I believe this comic-hatred is a throwback to the parents of the 50s. My father wasn’t allowed comics as a child; one time his parents found a collection he’d borrowed from a friend under his bed and threw them out despite his panicked protests (no word on if the friendship survived that incident). While the standards were relaxed for my sister and I, I do not think my dad loved us reading comics; in his mind we could do better, and we were pushing ourselves enough. Mostly because we looooved Archie comics. Well, I say we but it was mostly me, myself, and I. Every time we went to the grocery store I would grab a new one and beg my parents to buy it for me.

For being the worlds oldest teenager, Archie still speaks well to a young audience. The core five (Archie, Betty, Veronica, Reggie and Jughead) each represent a general stereotype; you’ll always find someone to associate with.

I couldn’t tell you why I loved these comics so much as a kid. Probably because they were short, sometimes funny, occasionally touching or education. When you’re young, short little tidbits will help hold your attention longer then a well-thought, lush and beautifully executed plot. Sad but true.

When it was new (to me), I don’t think Archie comics set out to be multicultural or educational. It’s largely Caucasian-centric (just look at the main group), with a less then 3 African-American supporting characters (or other nationality). The vocabulary was largely easy-access, and the stories focused on comedy. In recent years, however, Archie Comics has made a change towards consciously inserting a new vocabulary word per book as well as inserting a larger multicultural cast. A good idea, to be sure, but the characters are entirely superfluous; there are so many of them that they cannot be characters on their own.

While each character has a basic personality, there was no consistency from story to story. In one, Veronica can be a rich kid with a heart of gold, willing to share and just wanting to be loved; in another she can be cold and heartless, out to ruin her best friend. Spread this out over several decades of stories (since Archie comics often reprint stories; in recent times I have not seen a single book that has given me entirely new content) and perhaps hundreds of authors, and you understand the inconsistency. It does make it hard for the children to follow, howver.

These comics are a good idea for younger children. Whatever you think about comics, Archie is a great introduction. It can innocently teach your child vocabulary and other important lessons while entertaining them at the same time. Don’t go overboard; try to find them at old fairs or yard sales, since they are expensive. I found that I outgrew them in my teens, but they were still a large and valuable part of my childhood, and certainly contributed to my reading ability later in life.

Suggested for ages 6+

Eyeshield 21

Written by Riichiro Inagaki, Illustrated by Yusuke Murata

Eyeshield 21 is a multi-volume saga in manga (comic) form. Specifically, Eyeshield 21 deals with American Football, a sport that does garners about as much enthusiasm and understanding in Japan as it does among North American women.

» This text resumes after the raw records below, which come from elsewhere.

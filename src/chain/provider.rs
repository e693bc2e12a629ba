//! ethers-backed chain client with a local signing wallet

use super::erc20::Erc20;
use super::ChainClient;
use crate::config::ChainConfig;
use crate::error::{SwapError, SwapResult};

use async_trait::async_trait;
use ethers::middleware::{NonceManagerMiddleware, SignerMiddleware};
use ethers::providers::{Http, JsonRpcClient, Middleware, PendingTransaction, Provider};
use ethers::signers::{LocalWallet, Signer};
use ethers::types::transaction::eip2718::TypedTransaction;
use ethers::types::{Address, BlockNumber, TransactionReceipt, H256, U256, U64};
use std::sync::Arc;
use std::time::Duration;
use tracing::{debug, info};

/// Signer over a local nonce counter, so back-to-back sends never share a nonce
type SigningClient<P> = SignerMiddleware<NonceManagerMiddleware<Provider<P>>, LocalWallet>;

/// JSON-RPC connection to one chain, signing with a local wallet
pub struct EvmChainClient {
    /// Chain configuration
    config: ChainConfig,
    /// Provider wrapped with the signer
    client: Arc<SigningClient<Http>>,
}

impl EvmChainClient {
    /// Connect to the configured RPC endpoint and verify its chain id
    pub async fn connect(config: ChainConfig, wallet: LocalWallet) -> SwapResult<Self> {
        let provider = Provider::<Http>::try_from(config.rpc_url.as_str())
            .map_err(|e| SwapError::ChainConnection {
                chain_id: config.chain_id,
                message: format!("Invalid RPC url {}: {}", config.rpc_url, e),
            })?
            .interval(Duration::from_millis(config.poll_interval_ms));

        let actual = provider
            .get_chainid()
            .await
            .map_err(|e| SwapError::ChainConnection {
                chain_id: config.chain_id,
                message: e.to_string(),
            })?
            .as_u64();

        if actual != config.chain_id {
            return Err(SwapError::ChainMismatch {
                expected: config.chain_id,
                actual,
            });
        }

        info!(
            "Connected to {} (chain {}) as {:?}",
            config.name,
            config.chain_id,
            wallet.address()
        );

        Ok(Self {
            client: Arc::new(signing_client(provider, wallet).await?),
            config,
        })
    }

    /// Get chain ID
    pub fn chain_id(&self) -> u64 {
        self.config.chain_id
    }
}

#[async_trait]
impl ChainClient for EvmChainClient {
    fn address(&self) -> Address {
        self.client.address()
    }

    async fn gas_price(&self) -> SwapResult<U256> {
        let price = self
            .client
            .get_gas_price()
            .await
            .map_err(|e| SwapError::GasEstimation(e.to_string()))?;

        debug!("Gas price for chain {}: {}", self.config.chain_id, price);
        Ok(price)
    }

    async fn allowance(
        &self,
        token: Address,
        owner: Address,
        spender: Address,
    ) -> SwapResult<U256> {
        Erc20::new(token, self.client.clone())
            .allowance(owner, spender)
            .call()
            .await
            .map_err(|e| SwapError::Contract(format!("allowance() on {:?}: {}", token, e)))
    }

    async fn send_transaction(&self, tx: TypedTransaction) -> SwapResult<H256> {
        let pending = self
            .client
            .send_transaction(tx, None)
            .await
            .map_err(|e| SwapError::Transaction(e.to_string()))?;

        Ok(pending.tx_hash())
    }

    async fn wait_for_confirmation(
        &self,
        tx_hash: H256,
        confirmations: usize,
    ) -> SwapResult<TransactionReceipt> {
        let receipt = PendingTransaction::new(tx_hash, self.client.provider())
            .confirmations(confirmations)
            .await
            .map_err(|e| SwapError::ChainConnection {
                chain_id: self.config.chain_id,
                message: e.to_string(),
            })?;

        check_receipt(tx_hash, receipt)
    }
}

/// Wrap `provider` with a nonce counter seeded from the wallet's pending count, then the signer
async fn signing_client<P>(provider: Provider<P>, wallet: LocalWallet) -> SwapResult<SigningClient<P>>
where
    P: JsonRpcClient + 'static,
{
    let nonces = NonceManagerMiddleware::new(provider, wallet.address());
    let next = nonces
        .initialize_nonce(Some(BlockNumber::Pending.into()))
        .await
        .map_err(|e| SwapError::Transaction(format!("Failed to read pending nonce: {}", e)))?;

    debug!("Next nonce for {:?}: {}", wallet.address(), next);
    Ok(SignerMiddleware::new(nonces, wallet))
}

/// Map a polled receipt to success, dropped or reverted
fn check_receipt(
    tx_hash: H256,
    receipt: Option<TransactionReceipt>,
) -> SwapResult<TransactionReceipt> {
    match receipt {
        None => Err(SwapError::TransactionDropped {
            tx_hash: format!("{:?}", tx_hash),
        }),
        Some(receipt) if receipt.status == Some(U64::zero()) => {
            Err(SwapError::TransactionReverted {
                tx_hash: format!("{:?}", tx_hash),
            })
        }
        Some(receipt) => Ok(receipt),
    }
}

#[cfg(test)]
mod tests {
    use super::*;
    use ethers::providers::MockProvider;
    use ethers::types::TransactionRequest;

    const TEST_KEY: &str = "0xac0974bec39a17e36ba4a6b4d238ff944bacb478cbed5efcae784d7bf4f2ff80";

    fn legacy_tx(to: Address) -> TypedTransaction {
        // gas and price preset so filling only touches the nonce
        TransactionRequest::new()
            .to(to)
            .gas(21_000u64)
            .gas_price(1_000_000_000u64)
            .into()
    }

    #[tokio::test]
    async fn test_back_to_back_sends_get_distinct_nonces() {
        let (provider, mock): (Provider<MockProvider>, MockProvider) = Provider::mocked();
        mock.push(U256::from(5)).unwrap();
        let wallet = TEST_KEY.parse::<LocalWallet>().unwrap().with_chain_id(137u64);
        let from = wallet.address();

        let client = signing_client(provider, wallet).await.unwrap();
        mock.assert_request("eth_getTransactionCount", (from, "pending"))
            .unwrap();

        let mut approval = legacy_tx(Address::repeat_byte(0x6b));
        let mut transfer = legacy_tx(Address::repeat_byte(0x0a));
        client.fill_transaction(&mut approval, None).await.unwrap();
        client.fill_transaction(&mut transfer, None).await.unwrap();

        assert_eq!(approval.nonce(), Some(&U256::from(5)));
        assert_eq!(transfer.nonce(), Some(&U256::from(6)));
    }

    fn receipt(status: u64) -> TransactionReceipt {
        TransactionReceipt {
            status: Some(U64::from(status)),
            block_number: Some(U64::from(42)),
            ..Default::default()
        }
    }

    #[test]
    fn test_missing_receipt_is_dropped() {
        let result = check_receipt(H256::repeat_byte(1), None);
        assert!(matches!(result, Err(SwapError::TransactionDropped { .. })));
    }

    #[test]
    fn test_failed_status_is_reverted() {
        let result = check_receipt(H256::repeat_byte(2), Some(receipt(0)));
        assert!(matches!(result, Err(SwapError::TransactionReverted { .. })));
    }

    #[test]
    fn test_successful_receipt_passes_through() {
        let result = check_receipt(H256::repeat_byte(3), Some(receipt(1))).unwrap();
        assert_eq!(result.block_number, Some(U64::from(42)));
    }
}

The hero is bullied Sena Kobayakawa, a tiny, blindingly fast boy whose idea of success is just being accepted to high school. Tricked/bullied into joining the two-man American Football team by the demonic Hiruma, Sena becomes the star of the team with his lightning-fast reflexes and speed.

The pace of the story is excellent, as is the character development is exquisite; and all of it built around the development of an underdog football team.

Suggested Ages: 12+

Inagaki, R., & Murata, Y. (2005) Eyeshield 21: Volume 1. Viz Media LLC.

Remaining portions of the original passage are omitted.